To view DiagHunter predictions, as well as any other two-way genomic similarity comparisons, GenoPix2D provides interactive viewing, querying, and plotting.

DiagHunter algorithm and implementation

DiagHunter is implemented in Perl, and requires the BioPerl [25] and GD.pm modules [26] for BLAST parsing and image generation, respectively. DiagHunter takes as input simple, tab-delimited, parsed BLAST (or other similarity comparison) text files. Although designed to work with protein sequences, the actual requirements are for a file of coordinates of similarity 'hits', hit strengths, and (optionally but recommended) strand orientation. A BioPerl-based BLAST controller and parser that generate this format are included in the distribution.

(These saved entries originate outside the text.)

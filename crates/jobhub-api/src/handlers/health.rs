//! Health check handlers.

use std::time::Instant;

use axum::extract::State;
use axum::http::StatusCode;
use axum::Json;
use chrono::Utc;
use serde::Serialize;

use crate::state::AppState;

/// Health response.
#[derive(Serialize)]
pub struct HealthResponse {
    pub status: String,
    pub version: String,
    pub timestamp: String,
}

/// Health check endpoint (liveness).
pub async fn health() -> Json<HealthResponse> {
    Json(HealthResponse {
        status: "healthy".to_string(),
        version: env!("CARGO_PKG_VERSION").to_string(),
        timestamp: Utc::now().to_rfc3339(),
    })
}

/// Readiness check response.
#[derive(Serialize)]
pub struct ReadinessResponse {
    pub status: String,
    pub checks: ReadinessChecks,
}

#[derive(Serialize)]
pub struct ReadinessChecks {
    pub store: CheckStatus,
    pub tavily: &'static str,
    pub gemini: &'static str,
}

#[derive(Serialize)]
pub struct CheckStatus {
    pub status: String,
    #[serde(skip_serializing_if = "Option::is_none")]
    pub error: Option<String>,
    #[serde(skip_serializing_if = "Option::is_none")]
    pub latency_ms: Option<u64>,
}

impl CheckStatus {
    fn ok(latency_ms: u64) -> Self {
        Self {
            status: "ok".to_string(),
            error: None,
            latency_ms: Some(latency_ms),
        }
    }

    fn error(msg: impl Into<String>) -> Self {
        Self {
            status: "error".to_string(),
            error: Some(msg.into()),
            latency_ms: None,
        }
    }
}

fn configured(present: bool) -> &'static str {
    if present {
        "configured"
    } else {
        "disabled"
    }
}

/// Readiness check endpoint (readiness).
/// Only the document store gates readiness; the AI and extraction
/// providers are reported but optional.
pub async fn ready(
    State(state): State<AppState>,
) -> Result<Json<ReadinessResponse>, (StatusCode, Json<ReadinessResponse>)> {
    let store_check = {
        let start = Instant::now();
        match state.jobs.ping().await {
            Ok(()) => CheckStatus::ok(start.elapsed().as_millis() as u64),
            Err(e) => CheckStatus::error(e.to_string()),
        }
    };

    let all_ok = store_check.status == "ok";

    let response = ReadinessResponse {
        status: if all_ok { "ready" } else { "degraded" }.to_string(),
        checks: ReadinessChecks {
            store: store_check,
            tavily: configured(state.tavily.is_some()),
            gemini: configured(state.enrichment.is_some()),
        },
    };

    if all_ok {
        Ok(Json(response))
    } else {
        Err((StatusCode::SERVICE_UNAVAILABLE, Json(response)))
    }
}
//! API routes.

use std::sync::Arc;
use std::time::Duration;

use axum::http::StatusCode;
use axum::middleware;
use axum::routing::{get, post};
use axum::Router;
use metrics_exporter_prometheus::PrometheusHandle;
use tower_http::limit::RequestBodyLimitLayer;
use tower_http::timeout::TimeoutLayer;

use crate::handlers::{
    extract_job_info, generate_jobs, get_job_by_slug, get_profile, get_search_usage, health,
    list_jobs, ready, record_search_usage, robots_txt, search_jobs, sitemap_index, sitemap_shard,
    upsert_profile,
};
use crate::metrics::metrics_middleware;
use crate::middleware::{
    cors_layer, mask_internal_errors, rate_limit_middleware, request_id, request_logging,
    security_headers, RateLimiterCache,
};
use crate::state::AppState;

/// Requests exceeding `timeout` are answered with 408.
fn timeout_layer(timeout: Duration) -> TimeoutLayer {
    TimeoutLayer::with_status_code(StatusCode::REQUEST_TIMEOUT, timeout)
}

/// Create the API router.
pub fn create_router(state: AppState, metrics_handle: Option<PrometheusHandle>) -> Router {
    let job_routes = Router::new()
        .route("/jobs", get(list_jobs))
        .route("/jobs/search", get(search_jobs))
        .route("/jobs/slug/:slug", get(get_job_by_slug))
        .route("/jobs/extract-info", post(extract_job_info));

    let user_routes = Router::new()
        .route(
            "/search-usage",
            get(get_search_usage).post(record_search_usage),
        )
        .route("/profile", get(get_profile).post(upsert_profile));

    let rate_limiter = Arc::new(RateLimiterCache::new(state.config.rate_limit_rps));

    let api_routes = Router::new()
        .merge(job_routes)
        .merge(user_routes)
        .layer(timeout_layer(state.config.request_timeout))
        .layer(middleware::from_fn_with_state(
            rate_limiter,
            rate_limit_middleware,
        ));

    // AI generation runs well past the normal request timeout
    let cron_routes = Router::new()
        .route("/cron/generate-jobs", get(generate_jobs).post(generate_jobs))
        .layer(timeout_layer(state.config.generation_timeout));

    // `/:file` serves `sitemap-{id}.xml`; any other name is a 404
    let seo_routes = Router::new()
        .route("/sitemap.xml", get(sitemap_index))
        .route("/robots.txt", get(robots_txt))
        .route("/:file", get(sitemap_shard));

    let health_routes = Router::new()
        .route("/health", get(health))
        .route("/healthz", get(health))
        .route("/ready", get(ready));

    let metrics_routes = if let Some(handle) = metrics_handle {
        Router::new().route("/metrics", get(move || async move { handle.render() }))
    } else {
        Router::new()
    };

    Router::new()
        .nest("/api", api_routes.merge(cron_routes))
        .merge(seo_routes)
        .merge(health_routes)
        .merge(metrics_routes)
        .layer(middleware::from_fn_with_state(
            Arc::clone(&state.config),
            mask_internal_errors,
        ))
        .layer(RequestBodyLimitLayer::new(state.config.max_body_size))
        .layer(middleware::from_fn(metrics_middleware))
        .layer(middleware::from_fn(security_headers))
        .layer(middleware::from_fn(request_id))
        .layer(middleware::from_fn(request_logging))
        .layer(cors_layer(&state.config.cors_origins))
        .with_state(state)
}
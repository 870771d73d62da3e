//! Appwrite query builder.
//!
//! Appwrite (1.5+) takes each query as a JSON object passed in a repeated
//! `queries[]` URL parameter, e.g.
//! `{"method":"equal","attribute":"userId","values":["abc"]}`.

use std::fmt;

use serde::Serialize;
use serde_json::Value;

/// A single Appwrite query.
#[derive(Debug, Clone, PartialEq, Serialize)]
pub struct Query {
    method: &'static str,
    #[serde(skip_serializing_if = "Option::is_none")]
    attribute: Option<String>,
    #[serde(skip_serializing_if = "Option::is_none")]
    values: Option<Vec<Value>>,
}

impl Query {
    fn new(method: &'static str, attribute: Option<&str>, values: Option<Vec<Value>>) -> Self {
        Self {
            method,
            attribute: attribute.map(str::to_string),
            values,
        }
    }

    pub fn equal(attribute: &str, value: impl Into<Value>) -> Self {
        Self::new("equal", Some(attribute), Some(vec![value.into()]))
    }

    /// Substring match on a string attribute.
    pub fn contains(attribute: &str, value: impl Into<Value>) -> Self {
        Self::new("contains", Some(attribute), Some(vec![value.into()]))
    }

    /// Full-text match; needs a fulltext index on the attribute.
    pub fn is_null(attribute: &str) -> Self {
        Self::new("isNull", Some(attribute), None)
    }

    pub fn limit(limit: u32) -> Self {
        Self::new("limit", None, Some(vec![limit.into()]))
    }

    pub fn offset(offset: u32) -> Self {
        Self::new("offset", None, Some(vec![offset.into()]))
    }

    pub fn cursor_after(document_id: &str) -> Self {
        Self::new("cursorAfter", None, Some(vec![document_id.into()]))
    }

    pub fn order_desc(attribute: &str) -> Self {
        Self::new("orderDesc", Some(attribute), None)
    }

    pub fn order_asc(attribute: &str) -> Self {
        Self::new("orderAsc", Some(attribute), None)
    }

    pub fn select(attributes: &[&str]) -> Self {
        Self::new(
            "select",
            None,
            Some(attributes.iter().map(|a| Value::from(*a)).collect()),
        )
    }

    /// Logical OR of nested queries.
    pub fn or(queries: Vec<Query>) -> Self {
        let values = queries
            .into_iter()
            .map(|q| serde_json::to_value(q).unwrap_or(Value::Null))
            .collect();
        Self::new("or", None, Some(values))
    }
}

impl fmt::Display for Query {
    fn fmt(&self, f: &mut fmt::Formatter<'_>) -> fmt::Result {
        let json = serde_json::to_string(self).map_err(|_| fmt::Error)?;
        f.write_str(&json)
    }
}
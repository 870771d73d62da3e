//! Appwrite request metrics.

use metrics::{counter, histogram};

/// Metric name constants for consistency.
pub mod names {
    /// Total Appwrite requests by operation and status.
    pub const REQUESTS_TOTAL: &str = "appwrite_requests_total";

    /// Total retry attempts by operation.
    pub const RETRIES_TOTAL: &str = "appwrite_retries_total";

    /// Request latency in seconds by operation.
    pub const LATENCY_SECONDS: &str = "appwrite_latency_seconds";

    /// Documents returned by list calls, by collection.
    pub const DOCUMENTS_RETURNED_TOTAL: &str = "appwrite_documents_returned_total";
}

/// Record metrics for a completed Appwrite request.
pub fn record_request(operation: &str, status: u16, latency_ms: f64) {
    counter!(
        names::REQUESTS_TOTAL,
        "operation" => operation.to_string(),
        "status" => status.to_string()
    )
    .increment(1);

    histogram!(
        names::LATENCY_SECONDS,
        "operation" => operation.to_string()
    )
    .record(latency_ms / 1000.0);
}

/// Record a retry attempt.
pub fn record_retry(operation: &str) {
    counter!(
        names::RETRIES_TOTAL,
        "operation" => operation.to_string()
    )
    .increment(1);
}

/// Record how many documents a list call returned.
pub fn record_documents_returned(collection: &str, count: usize) {
    counter!(
        names::DOCUMENTS_RETURNED_TOTAL,
        "collection" => collection.to_string()
    )
    .increment(count as u64);
}
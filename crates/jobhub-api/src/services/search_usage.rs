//! Daily search quota tracking.
//!
//! The check and the increment are separate store calls, so two searches
//! from the same user racing each other can both pass the check. Store
//! failures never block a search: the check fails open and a failed
//! increment is only logged.

use std::sync::Arc;

use chrono::{DateTime, Utc};
use tracing::{debug, warn};

use jobhub_models::{usage_date_key, SearchAllowance, SearchLimits, SearchUsageRecord};

use crate::metrics;
use crate::store::{ProfileStore, UsageStore};

/// A user's quota position for today.
#[derive(Debug, Clone, Copy, PartialEq, Eq)]
pub struct UsageStatus {
    pub allowance: SearchAllowance,
    pub is_premium: bool,
    /// Ceiling for the user's tier.
    pub limit: u32,
}

/// Search-usage tracker over the usage and profile stores.
#[derive(Clone)]
pub struct SearchUsageTracker {
    usage: Arc<dyn UsageStore>,
    profiles: Arc<dyn ProfileStore>,
    limits: SearchLimits,
}

impl SearchUsageTracker {
    pub fn new(
        usage: Arc<dyn UsageStore>,
        profiles: Arc<dyn ProfileStore>,
        limits: SearchLimits,
    ) -> Self {
        Self {
            usage,
            profiles,
            limits,
        }
    }

    pub fn limits(&self) -> SearchLimits {
        self.limits
    }

    /// Whether `user_id` may run another search today.
    pub async fn can_search(&self, user_id: &str, is_premium: bool) -> SearchAllowance {
        self.can_search_at(user_id, is_premium, Utc::now()).await
    }

    pub(crate) async fn can_search_at(
        &self,
        user_id: &str,
        is_premium: bool,
        now: DateTime<Utc>,
    ) -> SearchAllowance {
        let date = usage_date_key(now);

        match self.usage.get_for_day(user_id, &date).await {
            Ok(record) => {
                let used = record.map(|r| r.searches_used).unwrap_or(0);
                let allowance = SearchAllowance::evaluate(used, is_premium, self.limits);
                metrics::record_search_usage_check(if allowance.allowed {
                    "allowed"
                } else {
                    "blocked"
                });
                allowance
            }
            Err(e) => {
                warn!(user_id = %user_id, error = %e, "Search usage lookup failed, allowing search");
                metrics::record_search_usage_check("fail_open");
                SearchAllowance::fail_open(self.limits)
            }
        }
    }

    /// Premium status from the user's profile. A missing profile is free
    /// tier; `None` means the profile could not be read.
    pub async fn is_premium(&self, user_id: &str) -> Option<bool> {
        match self.profiles.get(user_id).await {
            Ok(Some(profile)) => Some(profile.is_premium_at(Utc::now())),
            Ok(None) => Some(false),
            Err(e) => {
                warn!(user_id = %user_id, error = %e, "Profile lookup failed, premium status unknown");
                None
            }
        }
    }

    /// Resolve premium status, then check the quota. When the tier cannot
    /// be resolved the check fails open, since a premium user must never
    /// be blocked.
    pub async fn status(&self, user_id: &str) -> UsageStatus {
        match self.is_premium(user_id).await {
            Some(is_premium) => UsageStatus {
                allowance: self.can_search(user_id, is_premium).await,
                is_premium,
                limit: self.limits.for_tier(is_premium),
            },
            None => {
                metrics::record_search_usage_check("fail_open");
                UsageStatus {
                    allowance: SearchAllowance::fail_open(self.limits),
                    is_premium: false,
                    limit: self.limits.free,
                }
            }
        }
    }

    /// Count one performed search. Never fails the caller.
    pub async fn record_search(&self, user_id: &str) -> Option<SearchUsageRecord> {
        self.record_search_at(user_id, Utc::now()).await
    }

    pub(crate) async fn record_search_at(
        &self,
        user_id: &str,
        now: DateTime<Utc>,
    ) -> Option<SearchUsageRecord> {
        let date = usage_date_key(now);

        match self.usage.increment(user_id, &date).await {
            Ok(record) => {
                debug!(user_id = %user_id, searches_used = record.searches_used, "Recorded search");
                metrics::record_search_recorded(true);
                Some(record)
            }
            Err(e) => {
                warn!(user_id = %user_id, error = %e, "Failed to record search usage");
                metrics::record_search_recorded(false);
                None
            }
        }
    }
}
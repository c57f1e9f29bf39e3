//! # CLI Configuration
//!
//! Environment-based configuration for the `book-cache` binary.

use std::env;

use book_cache::{BOOKS_HASH_KEY, CacheConfig};

/// Log output format
#[derive(Debug, Clone, Copy, PartialEq, Eq)]
pub enum LogFormat {
    Pretty,
    Json,
}

/// CLI configuration
#[derive(Debug, Clone)]
pub struct Config {
    /// Redis connection URL
    pub redis_url: String,

    /// Hash key holding the cached books
    pub hash_key: String,

    /// Logging level / filter directive
    pub log_level: String,

    pub log_format: LogFormat,
}

impl Config {
    /// Load configuration from environment variables
    pub fn from_env() -> Self {
        Self::from_lookup(|name| env::var(name).ok())
    }

    /// Build configuration from an arbitrary variable lookup
    pub fn from_lookup(lookup: impl Fn(&str) -> Option<String>) -> Self {
        Self {
            redis_url: lookup("REDIS_URL")
                .unwrap_or_else(|| "redis://127.0.0.1:6379".to_string()),

            hash_key: lookup("BOOK_CACHE_KEY").unwrap_or_else(|| BOOKS_HASH_KEY.to_string()),

            log_level: lookup("LOG_LEVEL").unwrap_or_else(|| "info".to_string()),

            log_format: match lookup("LOG_FORMAT").as_deref() {
                Some("json") => LogFormat::Json,
                _ => LogFormat::Pretty,
            },
        }
    }

    pub fn cache_config(&self) -> CacheConfig {
        CacheConfig {
            url: self.redis_url.clone(),
            hash_key: self.hash_key.clone(),
            ..CacheConfig::default()
        }
    }
}
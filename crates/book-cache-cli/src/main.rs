//! Book Cache CLI
//!
//! Inspect and edit cached books in Redis.

mod config;

use std::process::ExitCode;

use anyhow::Result;
use book_cache::{BookCache, CacheConfig, RedisHashStore};
use book_domain::{Book, BookId};
use chrono::NaiveDate;
use clap::{Parser, Subcommand};
use tracing::{error, info};
use tracing_subscriber::{EnvFilter, fmt, layer::SubscriberExt, util::SubscriberInitExt};

use crate::config::{Config, LogFormat};

#[derive(Parser, Debug)]
#[command(name = "book-cache")]
#[command(about = "Read, write and delete cached books")]
struct Args {
    #[command(subcommand)]
    command: Command,
}

#[derive(Subcommand, Debug)]
enum Command {
    /// Print a cached book as JSON
    Get { id: BookId },

    /// Cache a book, replacing any existing entry
    Set {
        id: BookId,

        #[arg(short, long)]
        title: String,

        #[arg(short, long)]
        author: Option<String>,

        /// Publication date (YYYY-MM-DD)
        #[arg(long)]
        published_on: Option<NaiveDate>,
    },

    /// Remove a book from the cache
    Delete { id: BookId },
}

#[tokio::main]
async fn main() -> Result<ExitCode> {
    // Load environment variables
    dotenvy::dotenv().ok();

    let config = Config::from_env();
    init_tracing(&config);

    let args = Args::parse();

    let Some(cache) = open_cache(&config.cache_config()) else {
        return Ok(ExitCode::FAILURE);
    };

    let ok = run(args.command, &cache).await?;

    Ok(if ok { ExitCode::SUCCESS } else { ExitCode::FAILURE })
}

/// Build the cache; the connection itself is made by the first command
fn open_cache(config: &CacheConfig) -> Option<BookCache<RedisHashStore>> {
    match BookCache::open(config) {
        Ok(cache) => {
            info!(url = %config.url, hash = %config.hash_key, "Using Redis book cache");
            Some(cache)
        }
        Err(e) => {
            error!(url = %config.url, error = %e, "Invalid Redis configuration");
            None
        }
    }
}

async fn run(command: Command, cache: &BookCache<RedisHashStore>) -> Result<bool> {
    let ok = match command {
        Command::Get { id } => {
            let mut book = Book::default();
            let hit = cache.get(id, &mut book).await;
            if hit {
                println!("{}", serde_json::to_string_pretty(&book)?);
            } else {
                info!(id, "Book not cached");
            }
            hit
        }

        Command::Set {
            id,
            title,
            author,
            published_on,
        } => {
            let book = Book {
                id,
                title,
                author,
                published_on,
            };
            cache.set(id, &book).await
        }

        Command::Delete { id } => cache.delete(id).await,
    };

    Ok(ok)
}

fn init_tracing(config: &Config) {
    let filter = EnvFilter::try_from_default_env()
        .unwrap_or_else(|_| config.log_level.clone().into());
    let registry = tracing_subscriber::registry().with(filter);

    // Logs go to stderr so stdout carries only command output
    match config.log_format {
        LogFormat::Json => registry
            .with(fmt::layer().json().with_writer(std::io::stderr))
            .init(),
        LogFormat::Pretty => registry
            .with(fmt::layer().with_writer(std::io::stderr))
            .init(),
    }
}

A genomic collinearity finder must deal with the following characteristics of genomic comparisons. First, collinear regions must, by their nature, produce diagonal features in a dot plot. Second, in genomic data, these features may be interrupted by gene losses or by insertions in one or both regions. Third, there may be background noise in the form of homologies outside of collinear regions - such as local gene duplications, or high-copy gene families. The algorithm deals with these characteristics by looking locally for the best diagonal candidates, compressing the search matrix to reduce the span between hits in diagonals, and heavily weighting against purely vertical or horizontal steps (which might cause a search to incorrectly follow a line of highly repetitive hits).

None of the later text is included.